◆ **DATA TO EXAMINE**:
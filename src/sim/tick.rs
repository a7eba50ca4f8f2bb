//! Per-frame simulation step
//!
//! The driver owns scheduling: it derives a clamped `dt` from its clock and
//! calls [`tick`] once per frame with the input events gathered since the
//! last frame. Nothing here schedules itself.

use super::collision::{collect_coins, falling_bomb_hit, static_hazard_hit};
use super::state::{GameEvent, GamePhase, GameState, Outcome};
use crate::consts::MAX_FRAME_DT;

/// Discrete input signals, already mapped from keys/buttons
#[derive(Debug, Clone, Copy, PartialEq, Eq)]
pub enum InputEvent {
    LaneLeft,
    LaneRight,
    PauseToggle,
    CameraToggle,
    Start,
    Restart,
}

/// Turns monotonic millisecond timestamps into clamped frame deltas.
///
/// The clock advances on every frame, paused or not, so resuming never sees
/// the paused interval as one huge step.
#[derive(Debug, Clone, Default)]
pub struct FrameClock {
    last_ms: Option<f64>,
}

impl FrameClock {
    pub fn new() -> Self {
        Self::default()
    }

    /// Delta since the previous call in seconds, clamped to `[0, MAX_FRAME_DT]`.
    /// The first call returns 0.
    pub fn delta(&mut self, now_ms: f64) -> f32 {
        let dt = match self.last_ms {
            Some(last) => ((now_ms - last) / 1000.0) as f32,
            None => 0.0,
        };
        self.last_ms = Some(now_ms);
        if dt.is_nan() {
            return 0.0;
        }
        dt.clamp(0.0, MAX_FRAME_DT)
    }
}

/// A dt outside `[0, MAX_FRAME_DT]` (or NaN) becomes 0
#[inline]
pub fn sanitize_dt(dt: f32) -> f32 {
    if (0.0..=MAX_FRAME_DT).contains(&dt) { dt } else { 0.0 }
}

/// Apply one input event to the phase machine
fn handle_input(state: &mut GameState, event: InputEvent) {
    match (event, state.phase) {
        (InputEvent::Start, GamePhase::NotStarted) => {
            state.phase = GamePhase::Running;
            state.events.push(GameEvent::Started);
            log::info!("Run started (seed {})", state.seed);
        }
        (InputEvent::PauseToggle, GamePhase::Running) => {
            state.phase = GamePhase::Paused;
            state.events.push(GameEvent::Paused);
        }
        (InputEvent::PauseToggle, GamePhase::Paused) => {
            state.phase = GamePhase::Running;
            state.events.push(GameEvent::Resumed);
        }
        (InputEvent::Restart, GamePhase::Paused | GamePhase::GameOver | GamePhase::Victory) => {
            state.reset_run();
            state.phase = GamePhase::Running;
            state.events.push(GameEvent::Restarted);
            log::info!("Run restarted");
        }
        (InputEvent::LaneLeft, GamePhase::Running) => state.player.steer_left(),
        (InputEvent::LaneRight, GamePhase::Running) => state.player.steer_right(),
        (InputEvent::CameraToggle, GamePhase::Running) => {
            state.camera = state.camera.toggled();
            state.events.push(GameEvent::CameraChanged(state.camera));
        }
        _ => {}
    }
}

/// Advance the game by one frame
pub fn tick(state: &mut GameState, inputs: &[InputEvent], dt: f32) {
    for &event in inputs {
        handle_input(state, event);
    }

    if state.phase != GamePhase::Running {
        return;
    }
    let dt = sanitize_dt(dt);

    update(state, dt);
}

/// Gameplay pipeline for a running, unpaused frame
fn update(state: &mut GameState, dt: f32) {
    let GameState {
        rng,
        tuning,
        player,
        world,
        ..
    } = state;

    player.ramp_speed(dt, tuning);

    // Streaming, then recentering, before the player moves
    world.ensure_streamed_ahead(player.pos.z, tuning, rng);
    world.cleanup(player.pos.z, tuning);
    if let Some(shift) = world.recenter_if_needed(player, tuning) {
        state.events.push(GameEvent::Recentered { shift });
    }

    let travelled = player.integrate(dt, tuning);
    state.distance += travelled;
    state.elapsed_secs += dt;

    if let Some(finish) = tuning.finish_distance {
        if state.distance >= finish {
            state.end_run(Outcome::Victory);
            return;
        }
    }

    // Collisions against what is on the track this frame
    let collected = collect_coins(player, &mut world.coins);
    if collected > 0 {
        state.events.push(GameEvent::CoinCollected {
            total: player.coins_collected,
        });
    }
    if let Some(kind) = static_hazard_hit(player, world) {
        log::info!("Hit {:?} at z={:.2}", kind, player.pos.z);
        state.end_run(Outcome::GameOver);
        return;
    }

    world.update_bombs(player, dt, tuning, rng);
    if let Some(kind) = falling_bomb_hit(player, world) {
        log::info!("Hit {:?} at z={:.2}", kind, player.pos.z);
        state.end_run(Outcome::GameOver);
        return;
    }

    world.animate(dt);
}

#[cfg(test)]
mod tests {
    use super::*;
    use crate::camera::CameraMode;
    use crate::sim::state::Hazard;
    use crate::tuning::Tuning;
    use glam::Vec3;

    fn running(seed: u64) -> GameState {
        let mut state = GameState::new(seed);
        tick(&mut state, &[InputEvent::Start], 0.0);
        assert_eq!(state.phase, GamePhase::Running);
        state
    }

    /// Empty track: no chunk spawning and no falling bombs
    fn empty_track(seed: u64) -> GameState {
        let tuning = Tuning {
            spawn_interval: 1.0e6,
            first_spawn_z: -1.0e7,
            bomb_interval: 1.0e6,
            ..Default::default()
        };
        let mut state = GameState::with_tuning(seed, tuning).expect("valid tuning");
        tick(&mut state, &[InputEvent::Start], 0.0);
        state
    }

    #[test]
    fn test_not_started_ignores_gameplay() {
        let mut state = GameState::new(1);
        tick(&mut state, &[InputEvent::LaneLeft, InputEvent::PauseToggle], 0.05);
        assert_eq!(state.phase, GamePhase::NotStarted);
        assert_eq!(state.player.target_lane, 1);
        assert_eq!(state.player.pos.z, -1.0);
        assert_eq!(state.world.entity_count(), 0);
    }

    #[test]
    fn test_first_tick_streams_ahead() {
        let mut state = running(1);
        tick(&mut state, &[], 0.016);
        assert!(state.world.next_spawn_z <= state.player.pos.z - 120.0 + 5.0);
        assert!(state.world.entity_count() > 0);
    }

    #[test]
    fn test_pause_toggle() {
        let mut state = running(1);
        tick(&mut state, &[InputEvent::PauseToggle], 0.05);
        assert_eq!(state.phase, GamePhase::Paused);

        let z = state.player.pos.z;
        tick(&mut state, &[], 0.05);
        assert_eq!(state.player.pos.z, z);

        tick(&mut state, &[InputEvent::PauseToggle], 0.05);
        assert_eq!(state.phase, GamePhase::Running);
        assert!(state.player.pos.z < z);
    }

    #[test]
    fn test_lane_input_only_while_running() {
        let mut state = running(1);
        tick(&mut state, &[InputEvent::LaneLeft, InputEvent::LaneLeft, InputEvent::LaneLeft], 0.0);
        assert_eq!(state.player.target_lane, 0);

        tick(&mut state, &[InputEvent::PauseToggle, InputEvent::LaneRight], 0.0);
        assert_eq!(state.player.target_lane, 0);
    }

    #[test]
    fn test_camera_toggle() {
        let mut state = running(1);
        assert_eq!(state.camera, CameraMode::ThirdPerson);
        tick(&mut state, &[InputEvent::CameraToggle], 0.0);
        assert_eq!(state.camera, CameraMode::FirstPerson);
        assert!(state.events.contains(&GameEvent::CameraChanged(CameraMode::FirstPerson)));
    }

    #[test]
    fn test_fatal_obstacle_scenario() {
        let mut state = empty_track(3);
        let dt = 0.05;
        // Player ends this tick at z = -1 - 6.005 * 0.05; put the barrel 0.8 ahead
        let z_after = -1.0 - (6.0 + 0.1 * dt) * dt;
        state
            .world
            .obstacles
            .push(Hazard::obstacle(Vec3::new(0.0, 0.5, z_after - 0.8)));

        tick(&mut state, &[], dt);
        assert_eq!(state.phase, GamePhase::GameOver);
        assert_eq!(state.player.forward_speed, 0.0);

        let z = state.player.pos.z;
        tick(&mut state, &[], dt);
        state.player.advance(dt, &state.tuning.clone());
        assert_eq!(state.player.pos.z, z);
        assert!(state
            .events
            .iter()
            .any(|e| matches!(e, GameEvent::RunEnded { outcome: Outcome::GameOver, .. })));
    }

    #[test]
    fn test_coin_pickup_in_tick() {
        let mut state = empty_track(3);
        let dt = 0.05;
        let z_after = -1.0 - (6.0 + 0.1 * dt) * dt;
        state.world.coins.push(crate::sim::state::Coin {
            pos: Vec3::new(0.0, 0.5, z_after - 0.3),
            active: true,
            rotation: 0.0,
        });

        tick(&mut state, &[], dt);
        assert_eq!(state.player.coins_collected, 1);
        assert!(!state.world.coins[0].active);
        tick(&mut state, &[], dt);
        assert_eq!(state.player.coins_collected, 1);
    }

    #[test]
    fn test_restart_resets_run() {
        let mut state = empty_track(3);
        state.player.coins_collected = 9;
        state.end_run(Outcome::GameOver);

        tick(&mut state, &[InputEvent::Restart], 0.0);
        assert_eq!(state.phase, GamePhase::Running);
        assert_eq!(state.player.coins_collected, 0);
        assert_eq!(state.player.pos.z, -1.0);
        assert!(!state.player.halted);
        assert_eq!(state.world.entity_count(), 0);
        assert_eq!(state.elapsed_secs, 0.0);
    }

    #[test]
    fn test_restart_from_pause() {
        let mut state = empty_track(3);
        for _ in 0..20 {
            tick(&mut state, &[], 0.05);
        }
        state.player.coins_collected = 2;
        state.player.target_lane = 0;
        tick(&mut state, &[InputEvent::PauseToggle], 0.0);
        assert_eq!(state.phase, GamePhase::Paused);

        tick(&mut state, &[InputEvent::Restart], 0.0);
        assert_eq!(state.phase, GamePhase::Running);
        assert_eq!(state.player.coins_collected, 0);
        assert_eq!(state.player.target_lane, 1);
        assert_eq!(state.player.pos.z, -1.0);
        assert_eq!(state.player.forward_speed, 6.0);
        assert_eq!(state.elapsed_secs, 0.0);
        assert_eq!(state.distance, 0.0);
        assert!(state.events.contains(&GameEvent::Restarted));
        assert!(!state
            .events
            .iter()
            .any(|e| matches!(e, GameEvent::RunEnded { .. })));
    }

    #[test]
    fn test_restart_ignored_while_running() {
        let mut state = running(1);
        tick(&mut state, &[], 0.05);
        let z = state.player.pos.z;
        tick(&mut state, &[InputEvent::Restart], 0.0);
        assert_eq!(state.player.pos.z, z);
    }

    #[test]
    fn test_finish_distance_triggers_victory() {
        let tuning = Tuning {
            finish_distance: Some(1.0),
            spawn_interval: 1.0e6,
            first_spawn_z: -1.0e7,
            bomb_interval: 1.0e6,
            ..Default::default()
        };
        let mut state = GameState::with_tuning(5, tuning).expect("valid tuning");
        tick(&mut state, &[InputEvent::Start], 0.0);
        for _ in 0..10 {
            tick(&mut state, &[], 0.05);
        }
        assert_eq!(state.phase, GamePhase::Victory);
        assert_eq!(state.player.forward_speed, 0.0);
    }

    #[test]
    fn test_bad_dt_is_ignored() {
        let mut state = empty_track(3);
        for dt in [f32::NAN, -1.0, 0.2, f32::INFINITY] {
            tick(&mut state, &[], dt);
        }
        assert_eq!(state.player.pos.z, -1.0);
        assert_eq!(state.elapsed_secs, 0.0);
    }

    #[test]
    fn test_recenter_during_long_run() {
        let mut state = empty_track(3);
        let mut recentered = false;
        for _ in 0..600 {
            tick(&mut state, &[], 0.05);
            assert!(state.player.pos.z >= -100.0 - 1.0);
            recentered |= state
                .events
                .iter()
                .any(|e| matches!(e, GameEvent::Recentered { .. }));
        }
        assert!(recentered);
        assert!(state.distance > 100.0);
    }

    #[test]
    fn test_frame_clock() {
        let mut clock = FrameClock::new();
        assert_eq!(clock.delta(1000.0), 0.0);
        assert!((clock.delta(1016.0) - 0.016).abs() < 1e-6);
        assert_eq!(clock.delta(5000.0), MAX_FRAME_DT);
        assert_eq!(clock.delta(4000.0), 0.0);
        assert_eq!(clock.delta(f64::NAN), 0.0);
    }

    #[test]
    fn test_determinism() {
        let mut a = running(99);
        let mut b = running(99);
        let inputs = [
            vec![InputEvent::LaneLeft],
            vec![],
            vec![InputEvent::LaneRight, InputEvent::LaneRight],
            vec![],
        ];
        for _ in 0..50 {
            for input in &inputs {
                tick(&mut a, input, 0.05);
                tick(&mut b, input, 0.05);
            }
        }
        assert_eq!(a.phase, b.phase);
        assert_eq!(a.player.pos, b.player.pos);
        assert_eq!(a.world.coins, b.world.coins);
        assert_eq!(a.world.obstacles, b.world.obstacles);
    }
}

◆ **EXERCISE PROMPT**:
Show all lines from the data above in which the word "Some" appears.

◆ **WRITTEN RESPONSE**:
            Some(last) => ((now_ms - last) / 1000.0) as f32,
        self.last_ms = Some(now_ms);
    if let Some(shift) = world.recenter_if_needed(player, tuning) {
    if let Some(finish) = tuning.finish_distance {
    if let Some(kind) = static_hazard_hit(player, world) {
    if let Some(kind) = falling_bomb_hit(player, world) {
            finish_distance: Some(1.0),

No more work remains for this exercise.